How to make the code parallel? Dask provides several options, inc Dask DataFrames, Dask Arrays and Dask Delayed. This decision depends on the type of analyzed data and already existing code. Additionally Dask has support for scalable machine learning with DaskML.
How to run the parallel code? Again Dask supports several options: default local cluster and many different Distributed Clusters for Cloud, Kubernetes and supercomputers etc. This depends on available hardware. Changing from one cluster to another is code-wise relatively easy. So when starting with Dask, it is recommended to first use a local cluster and go to more advanced Distributed Clusters after understanding the basics.

In this tutorial we use Delayed functions. Delayed functions are useful in parallelising existing code. This approach delays function calls and creates a graph of the computing process. From the graph, Dask can then divide the work tasks to different workers whenever parallel computing is possible. Two options suitable for supercomputers are provided for running Dask clusters: single node using a local cluster and multiple nodes using SLURMCluster.

Keep in mind that the other ways of code parallelisation might suit better in different use cases. For Dask DataFrames, see CSC dask-geopandas example and for Dask Arrays CSC STAC example with Xarray.

Single-node parallellisation with delayed functions and a local cluster

This way you can utilize one full computing node's worth of CPUs (40 in Puhti)

batch job file

#!/bin/bash
#SBATCH --job-name=DaskSingleNode
#SBATCH --account=<YOUR-PROJECT>
#SBATCH --time=01:00:00
#SBATCH --ntasks=1
#SBATCH --cpus-per-task=4
#SBATCH --mem-per-cpu=4G
#SBATCH --partition=small

### Load the python-data module
module load python-data

### Run the Dask example
srun python dask_singlenode.py

simple python script

from dask import delayed
from dask import compute

list_of_delayed_functions = []
datasets =['/data/dataset1','/data/dataset2','/data/dataset3','/data/dataset4']

def processDataset(dataset):
    ### Do something to the dataset 
    results = dataset
    return results

for dataset in datasets:
    list_of_delayed_functions.append(delayed(processDataset)(dataset))

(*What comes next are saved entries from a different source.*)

use dupindex::duplicates::{duplicate_groups, Gatherer, GathererConfig};
use dupindex::scanner::{identity_of, relative_path};
use std::fs;
use std::path::Path;
use tempfile::tempdir;

#[test]
fn test_unicode_file_names() {
    let dir = tempdir().unwrap();
    fs::write(dir.path().join("日本語.txt"), b"same").unwrap();
    fs::write(dir.path().join("émoji 🎉.txt"), b"same").unwrap();

    let (index, _) = Gatherer::with_defaults().run(dir.path()).unwrap();
    assert!(index.contains("日本語.txt"));
    assert!(index.contains("émoji 🎉.txt"));
    assert_eq!(duplicate_groups(&index).len(), 1);
}

#[test]
fn test_decomposed_name_has_composed_identity() {
    let dir = tempdir().unwrap();
    let decomposed = "cafe\u{301}.txt";
    let composed = "caf\u{e9}.txt";
    fs::write(dir.path().join(decomposed), b"x").unwrap();

    let (index, _) = Gatherer::with_defaults().run(dir.path()).unwrap();
    assert!(index.contains(composed));
    assert_eq!(index.paths().collect::<Vec<_>>(), vec![composed]);
}

#[test]
fn test_spaces_and_deep_nesting() {
    let dir = tempdir().unwrap();
    let deep = dir.path().join("a b").join("c d").join("e f");
    fs::create_dir_all(&deep).unwrap();
    fs::write(deep.join("file with spaces.txt"), b"x").unwrap();

    let (index, _) = Gatherer::with_defaults().run(dir.path()).unwrap();
    assert!(index.contains("a b/c d/e f/file with spaces.txt"));
}

#[test]
fn test_identity_independent_of_root_location() {
    let a = tempdir().unwrap();
    let b = tempdir().unwrap();
    let in_a = a.path().join("x").join("y.txt");
    let in_b = b.path().join("x").join("y.txt");

    assert_eq!(relative_path(a.path(), &in_a), "x/y.txt");
    assert_eq!(identity_of(a.path(), &in_a), identity_of(b.path(), &in_b));
    assert_eq!(identity_of(a.path(), &in_a), identity_of(a.path(), Path::new("x/y.txt")));
    assert_ne!(
        identity_of(a.path(), &in_a),
        identity_of(a.path(), Path::new("x/z.txt"))
    );
}

#[test]
fn test_relative_root_argument() {
    let dir = tempdir().unwrap();
    fs::write(dir.path().join("a.txt"), b"x").unwrap();
    let canonical = dir.path().canonicalize().unwrap();
    let with_dot = canonical.join(".");

    let config = GathererConfig::default().with_persist(false);
    let (index, _) = Gatherer::new(config).run(&with_dot).unwrap();
    assert_eq!(index.root(), canonical);
    assert!(index.contains("a.txt"));
}

#[cfg(unix)]
#[test]
fn test_symlinks_followed_only_on_request() {
    let dir = tempdir().unwrap();
    fs::write(dir.path().join("target.txt"), b"linked").unwrap();
    std::os::unix::fs::symlink(dir.path().join("target.txt"), dir.path().join("link.txt")).unwrap();

    let config = GathererConfig::default().with_persist(false);
    let (index, _) = Gatherer::new(config).run(dir.path()).unwrap();
    assert_eq!(index.len(), 1);

    let config = GathererConfig::default()
        .with_persist(false)
        .with_follow_symlinks(true);
    let (index, _) = Gatherer::new(config).run(dir.path()).unwrap();
    assert_eq!(index.len(), 2);
    assert_eq!(duplicate_groups(&index).len(), 1);
}

#[cfg(target_os = "linux")]
#[test]
fn test_non_utf8_names_are_reported_not_merged() {
    use std::ffi::OsStr;
    use std::os::unix::ffi::OsStrExt;

    let dir = tempdir().unwrap();
    fs::write(dir.path().join(OsStr::from_bytes(b"\xff.txt")), b"one").unwrap();
    fs::write(dir.path().join(OsStr::from_bytes(b"\xfe.txt")), b"two").unwrap();
    fs::write(dir.path().join("plain.txt"), b"three").unwrap();

    let (index, summary) = Gatherer::with_defaults().run(dir.path()).unwrap();
    assert_eq!(index.len(), 1);
    assert!(index.contains("plain.txt"));
    assert_eq!(summary.files_seen, 1);
    assert_eq!(summary.errors, 2);
    assert!(summary.is_partial());
    for (_, paths) in index.groups_by_hash() {
        for path in paths {
            assert!(index.absolute_path(path).exists());
        }
    }
}

#[cfg(target_os = "linux")]
#[test]
fn test_composed_and_decomposed_siblings_keep_one_stable_record() {
    let dir = tempdir().unwrap();
    fs::write(dir.path().join("caf\u{e9}.txt"), b"composed").unwrap();
    fs::write(dir.path().join("cafe\u{301}.txt"), b"decomposed!").unwrap();
    let gatherer = Gatherer::with_defaults();

    let (index, summary) = gatherer.run(dir.path()).unwrap();
    assert_eq!(index.len(), 1);
    assert_eq!(summary.files_seen, 1);
    assert_eq!(summary.errors, 1);
    let kept = index.record("caf\u{e9}.txt").unwrap().clone();

    let (index, summary) = gatherer.run(dir.path()).unwrap();
    assert_eq!(summary.hashed, 0);
    assert_eq!(summary.unchanged, 1);
    assert_eq!(index.record("caf\u{e9}.txt"), Some(&kept));
}
//! Unicode path normalization utilities.
//!
//! Path identities are hashes of root-relative path strings, so the same
//! logical file must always produce the same string. Two things get in the way:
//!
//! - macOS reports names in NFD (decomposed) form while Linux and Windows
//!   usually hand out NFC (composed) names, so `café.txt` can arrive as two
//!   different byte sequences.
//! - Windows separates components with `\`, everything else with `/`.
//!
//! Everything here folds those differences away.
//!
//! # Example
//!
//! ```
//! use dupindex::scanner::path_utils::{normalize_path_str, portable_path_string};
//! use std::path::Path;
//!
//! let nfc = "café.txt";
//! let nfd = "cafe\u{0301}.txt";
//! assert_eq!(normalize_path_str(nfc), normalize_path_str(nfd));
//!
//! assert_eq!(portable_path_string(Path::new("./docs/cafe\u{0301}.txt")), "docs/café.txt");
//! ```

use std::borrow::Cow;
use std::path::{Component, Path};
use unicode_normalization::UnicodeNormalization;

/// Normalize a path string to NFC (Composed) form.
#[must_use]
pub fn normalize_path_str(s: &str) -> String {
    s.nfc().collect()
}

/// Normalize a path string to NFC, borrowing when it already is.
///
/// Most names on Linux are already NFC, so the common case allocates nothing.
#[must_use]
pub fn normalize_path_str_cow(s: &str) -> Cow<'_, str> {
    if unicode_normalization::is_nfc(s) {
        Cow::Borrowed(s)
    } else {
        Cow::Owned(normalize_path_str(s))
    }
}

/// Check if two path strings are equal after NFC normalization.
#[must_use]
pub fn paths_equal(a: &str, b: &str) -> bool {
    normalize_path_str_cow(a) == normalize_path_str_cow(b)
}

/// Render a path as a platform-independent string.
///
/// Components are NFC-normalized and joined with `/`. `.` components are
/// dropped, so `./a/b` and `a/b` render identically. Root and prefix
/// components (for absolute paths) are kept as a leading `/` so that an
/// absolute path can never collide with a relative one.
///
/// Names that are not valid UTF-8 are rendered lossily; the walker reports
/// such files instead of yielding them, so they never reach an identity.
#[must_use]
pub fn portable_path_string(path: &Path) -> String {
    let mut out = String::new();
    let mut absolute = false;

    for component in path.components() {
        match component {
            Component::Prefix(prefix) => {
                out.push_str(&prefix.as_os_str().to_string_lossy());
                absolute = true;
            }
            Component::RootDir => absolute = true,
            Component::CurDir => {}
            Component::ParentDir => push_component(&mut out, absolute, ".."),
            Component::Normal(name) => {
                let name = name.to_string_lossy();
                push_component(&mut out, absolute, &normalize_path_str_cow(&name));
            }
        }
    }

    if absolute && out.is_empty() {
        out.push('/');
    }
    out
}

fn push_component(out: &mut String, absolute: bool, name: &str) {
    if !out.is_empty() || absolute {
        out.push('/');
    }
    out.push_str(name);
}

### This starts the execution with the resources available
compute(list_of_delayed_functions)

Multi-node parallellisation with delayed functions and SLURMCluster

To achieve parallellisation over multiple HPC computing nodes, use SLURMCluster from Dask-Jobqueue library.

The workflow with this approach is that you first submit a master job, which then submits further worker SLURM jobs to the queuing system. Once at least some worker SLURM jobs have started, the master sets up a Dask cluster with Dask workers. It also distributes the work to the workers and waits for their results. Dask workers do the actual computing. In one worker SLURM job, Dask can have 1 or several workers.

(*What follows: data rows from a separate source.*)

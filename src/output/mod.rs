//! Presentation of the index contents.
//!
//! - [`console`]: content listing, tab-separated duplicate lines, text summary
//! - [`json`]: machine-readable report
//!
//! # Example
//!
//! ```no_run
//! use dupindex::duplicates::{content_groups, Gatherer};
//! use dupindex::output::console::print_duplicates;
//! use std::path::Path;
//!
//! let (index, _summary) = Gatherer::with_defaults().run(Path::new(".")).unwrap();
//! let groups = content_groups(&index);
//! print_duplicates(&mut std::io::stdout().lock(), &groups).unwrap();
//! ```

pub mod console;
pub mod json;

pub use console::{print_content, print_duplicates, print_summary};
pub use json::JsonOutput;
//! The duplicate index: every known file, keyed by path identity and by content hash.
//!
//! # Overview
//!
//! [`DuplicateIndex`] owns two indices that must always agree:
//!
//! - identity → [`FileRecord`] (exactly one entry per tracked file), mirrored
//!   by a set of known identities for cheap membership tests
//! - content hash → ordered list of root-relative paths (a *bucket*)
//!
//! Every tracked path sits in exactly one bucket: the one keyed by its
//! record's content hash. Removals may leave a bucket empty until
//! [`DuplicateIndex::compact`] runs.
//!
//! The fingerprint gate, [`DuplicateIndex::is_known`], is what makes repeated
//! scans cheap: a file whose `(size, modified)` still matches its record is
//! never rehashed.
//!
//! Every mutation advances [`DuplicateIndex::last_update`] as its final step,
//! and either fully applies or fails before touching either index.
//!
//! # Example
//!
//! ```
//! use dupindex::scanner::{ContentHash, Fingerprint};
//! use dupindex::store::{DuplicateIndex, FileRecord};
//! use std::time::{Duration, UNIX_EPOCH};
//!
//! let mut index = DuplicateIndex::new("/data");
//! let fp = Fingerprint::new(10, UNIX_EPOCH + Duration::from_secs(100));
//! let h1 = ContentHash::from_bytes([1; 32]);
//!
//! index.add_if_unknown(FileRecord::from_relative("x.txt", fp, h1));
//! index.add_if_unknown(FileRecord::from_relative("y.txt", fp, h1));
//!
//! let duplicates: Vec<_> = index.groups_by_hash().filter(|(_, paths)| paths.len() > 1).collect();
//! assert_eq!(duplicates.len(), 1);
//! ```

use std::collections::{btree_map, BTreeMap, BTreeSet};
use std::path::{Path, PathBuf};

use chrono::{DateTime, Duration, Utc};
use serde::{Deserialize, Serialize};

use super::{FileRecord, StoreError};
use crate::scanner::identity::{fingerprint_of, identity_of};
use crate::scanner::{relative_path, ContentHash, DiscoveredFile, Fingerprint, PathIdentity};

/// Persistent duplicate-tracking store for one root directory.
///
/// Ordered maps keep serialization deterministic and make
/// [`groups_by_hash`](Self::groups_by_hash) iterate in ascending hash order.
#[derive(Debug, Clone, PartialEq, Serialize, Deserialize)]
pub struct DuplicateIndex {
    /// Absolute root the relative paths resolve against. Not persisted.
    #[serde(skip)]
    root: PathBuf,
    #[serde(rename = "known_identities")]
    known: BTreeSet<PathIdentity>,
    #[serde(rename = "identity_to_record")]
    records: BTreeMap<PathIdentity, FileRecord>,
    #[serde(rename = "hash_to_paths")]
    buckets: BTreeMap<ContentHash, Vec<String>>,
    #[serde(rename = "updated")]
    last_update: DateTime<Utc>,
    filters: Option<Vec<String>>,
}

impl DuplicateIndex {
    /// Create an empty index for `root`.
    #[must_use]
    pub fn new(root: impl Into<PathBuf>) -> Self {
        Self {
            root: root.into(),
            known: BTreeSet::new(),
            records: BTreeMap::new(),
            buckets: BTreeMap::new(),
            last_update: DateTime::<Utc>::UNIX_EPOCH,
            filters: None,
        }
    }

    /// Root directory the relative paths resolve against.
    #[must_use]
    pub fn root(&self) -> &Path {
        &self.root
    }

    pub(crate) fn set_root(&mut self, root: PathBuf) {
        self.root = root;
    }

    /// Number of tracked files.
    #[must_use]
    pub fn len(&self) -> usize {
        self.known.len()
    }

    /// Whether no file is tracked.
    #[must_use]
    pub fn is_empty(&self) -> bool {
        self.known.is_empty()
    }

    /// Time of the most recent mutation (the Unix epoch for a fresh index).
    #[must_use]
    pub fn last_update(&self) -> DateTime<Utc> {
        self.last_update
    }

    /// Patterns used for the scan that produced the current contents.
    #[must_use]
    pub fn filters(&self) -> Option<&[String]> {
        self.filters.as_deref()
    }

    /// Record the patterns used for the current scan.
    pub fn set_filters(&mut self, filters: Option<Vec<String>>) {
        log::debug!("Store filters set to {:?}", filters);
        self.filters = filters;
        self.touch();
    }

    /// Whether `identity` is tracked with exactly this fingerprint.
    ///
    /// A new identity, or a size or modification-time mismatch, means the
    /// file's content has to be hashed.
    #[must_use]
    pub fn is_known(&self, identity: &PathIdentity, fingerprint: &Fingerprint) -> bool {
        if !self.known.contains(identity) {
            return false;
        }
        self.records
            .get(identity)
            .is_some_and(|stored| stored.size == fingerprint.size && stored.modified == fingerprint.modified)
    }

    /// Insert `record` unless an identical fingerprint is already tracked.
    ///
    /// Returns `true` if the record was inserted. When the identity is
    /// tracked with a stale fingerprint, the old record is replaced and its
    /// path leaves the old bucket.
    pub fn add_if_unknown(&mut self, record: FileRecord) -> bool {
        if self.is_known(&record.identity, &record.fingerprint()) {
            log::trace!("Unchanged, not re-adding: {}", record.path);
            return false;
        }

        if let Some(previous) = self.records.get(&record.identity) {
            let (old_hash, old_path) = (previous.content_hash, previous.path.clone());
            self.detach_from_bucket(&old_hash, &old_path);
            log::debug!("Replacing stale record for {}", old_path);
        } else {
            log::debug!("Adding {} to the store", record.path);
        }

        self.buckets
            .entry(record.content_hash)
            .or_default()
            .push(record.path.clone());
        self.known.insert(record.identity);
        self.records.insert(record.identity, record);
        self.touch();
        true
    }

    /// Stop tracking `path` (root-relative, or absolute under the root).
    ///
    /// The path's bucket is left in place even if it becomes empty; see
    /// [`compact`](Self::compact).
    ///
    /// # Errors
    ///
    /// Returns [`StoreError::NotFound`] if the path is not tracked, in which
    /// case nothing is modified.
    pub fn remove(&mut self, path: impl AsRef<Path>) -> Result<FileRecord, StoreError> {
        let path = path.as_ref();
        let identity = identity_of(&self.root, path);

        let entry = match self.records.entry(identity) {
            btree_map::Entry::Occupied(entry) if self.known.contains(&identity) => entry,
            _ => return Err(StoreError::NotFound(relative_path(&self.root, path))),
        };

        let record = entry.get();
        let (bucket, position) = self
            .buckets
            .get_mut(&record.content_hash)
            .and_then(|bucket| {
                let position = bucket.iter().position(|p| *p == record.path)?;
                Some((bucket, position))
            })
            .ok_or_else(|| {
                StoreError::Inconsistent(format!(
                    "{} is missing from bucket {}",
                    record.path, record.content_hash
                ))
            })?;

        bucket.remove(position);
        self.known.remove(&identity);
        let removed = entry.remove();
        log::debug!("Removed {} from the store", removed.path);
        self.touch();
        Ok(removed)
    }

    /// Lazily keep only the discovered files that need a content hash.
    ///
    /// Each candidate is fingerprinted when the iterator reaches it, never
    /// earlier. Candidates whose fingerprint cannot be read are logged and
    /// dropped: they are never presented to the index.
    pub fn filter_unknown<'a, I>(
        &'a self,
        discovered: I,
    ) -> impl Iterator<Item = DiscoveredFile> + 'a
    where
        I: IntoIterator<Item = DiscoveredFile>,
        I::IntoIter: 'a,
    {
        discovered.into_iter().filter(move |file| {
            let path = file.path();
            let fingerprint = match fingerprint_of(&path) {
                Ok(fp) => fp,
                Err(e) => {
                    log::warn!("Skipping unreadable file: {}", e);
                    return false;
                }
            };
            let known = self.is_known(&identity_of(&self.root, &path), &fingerprint);
            if known {
                log::trace!("Unchanged: {}", path.display());
            }
            !known
        })
    }

    /// Every bucket as `(content hash, relative paths)`, in ascending hash order.
    ///
    /// Single-path buckets are included; callers decide what counts as a
    /// duplicate.
    pub fn groups_by_hash(&self) -> impl Iterator<Item = (&ContentHash, &[String])> + '_ {
        self.buckets
            .iter()
            .map(|(hash, paths)| (hash, paths.as_slice()))
    }

    /// Absolute paths of the files with content hash `hash`.
    ///
    /// Returns `None` if the hash has no bucket.
    pub fn paths_for_hash(
        &self,
        hash: &ContentHash,
    ) -> Option<impl Iterator<Item = PathBuf> + '_> {
        self.buckets
            .get(hash)
            .map(|paths| paths.iter().map(|p| self.absolute_path(p)))
    }

    /// Resolve a stored relative path against the root.
    #[must_use]
    pub fn absolute_path(&self, relative: &str) -> PathBuf {
        relative
            .split('/')
            .filter(|c| !c.is_empty())
            .fold(self.root.clone(), |acc, component| acc.join(component))
    }

    /// Drop buckets left empty by removals. Returns how many were dropped.
    pub fn compact(&mut self) -> usize {
        let before = self.buckets.len();
        self.buckets.retain(|_, paths| !paths.is_empty());
        let dropped = before - self.buckets.len();
        if dropped > 0 {
            log::debug!("Compacted {} empty bucket(s)", dropped);
            self.touch();
        }
        dropped
    }

    /// Whether `path` (relative, or absolute under the root) is tracked.
    #[must_use]
    pub fn contains(&self, path: impl AsRef<Path>) -> bool {
        self.known.contains(&identity_of(&self.root, path.as_ref()))
    }

    /// The record tracked for `path`, if any.
    #[must_use]
    pub fn record(&self, path: impl AsRef<Path>) -> Option<&FileRecord> {
        self.records.get(&identity_of(&self.root, path.as_ref()))
    }

    /// All tracked records, in identity order.
    pub fn records(&self) -> impl Iterator<Item = &FileRecord> + '_ {
        self.records.values()
    }

    /// Relative paths of every tracked file.
    pub fn paths(&self) -> impl Iterator<Item = &str> + '_ {
        self.records.values().map(|r| r.path.as_str())
    }

    /// Sum of the recorded sizes of every tracked file.
    #[must_use]
    pub fn tracked_bytes(&self) -> u64 {
        self.records.values().map(|r| r.size).sum()
    }

    /// Verify that the two indices agree.
    ///
    /// # Errors
    ///
    /// Returns [`StoreError::Inconsistent`] describing the first violation.
    pub fn check_invariants(&self) -> Result<(), StoreError> {
        if self.known.len() != self.records.len()
            || self.known.iter().any(|id| !self.records.contains_key(id))
        {
            return Err(StoreError::Inconsistent(
                "known identities differ from record keys".to_string(),
            ));
        }

        let mut placements: BTreeMap<&str, &ContentHash> = BTreeMap::new();
        for (hash, paths) in &self.buckets {
            for path in paths {
                if placements.insert(path.as_str(), hash).is_some() {
                    return Err(StoreError::Inconsistent(format!(
                        "{path} appears in more than one bucket slot"
                    )));
                }
            }
        }

        if placements.len() != self.records.len() {
            return Err(StoreError::Inconsistent(format!(
                "{} bucket entries for {} records",
                placements.len(),
                self.records.len()
            )));
        }

        for (identity, record) in &self.records {
            if record.identity != *identity {
                return Err(StoreError::Inconsistent(format!(
                    "record for {} stored under a foreign identity",
                    record.path
                )));
            }
            match placements.get(record.path.as_str()) {
                Some(hash) if **hash == record.content_hash => {}
                Some(hash) => {
                    return Err(StoreError::Inconsistent(format!(
                        "{} is in bucket {} but hashes to {}",
                        record.path, hash, record.content_hash
                    )))
                }
                None => {
                    return Err(StoreError::Inconsistent(format!(
                        "{} is in no bucket",
                        record.path
                    )))
                }
            }
        }

        Ok(())
    }

    fn detach_from_bucket(&mut self, hash: &ContentHash, path: &str) {
        if let Some(bucket) = self.buckets.get_mut(hash) {
            bucket.retain(|p| p != path);
        }
    }

    /// Advance `last_update`, strictly.
    fn touch(&mut self) {
        let now = Utc::now();
        self.last_update = if now > self.last_update {
            now
        } else {
            self.last_update + Duration::microseconds(1)
        };
    }
}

The master SLURM job can have limited resources (1 core, little memory), but it should reserve enough time for all analysis to end, plus potential queuing time for worker SLURM jobs.

master job batch job file

#!/bin/bash
#SBATCH --job-name=DaskMultinode
#SBATCH --account=<YOUR-PROJECT>
#SBATCH --time=01:00:00
#SBATCH --ntasks=1
#SBATCH --cpus-per-task=1
#SBATCH --mem-per-cpu=4G
#SBATCH --partition=small

### Load the python-data module
module load python-data

### Run the Dask example. We also give script the project name and number of worker SLURM jobs
srun python dask_multinode.py <YOUR-PROJECT>

The worker jobs are defined inside the Python file started by master SLURM job, for further details see: Dask Jobqueue configurations documentation.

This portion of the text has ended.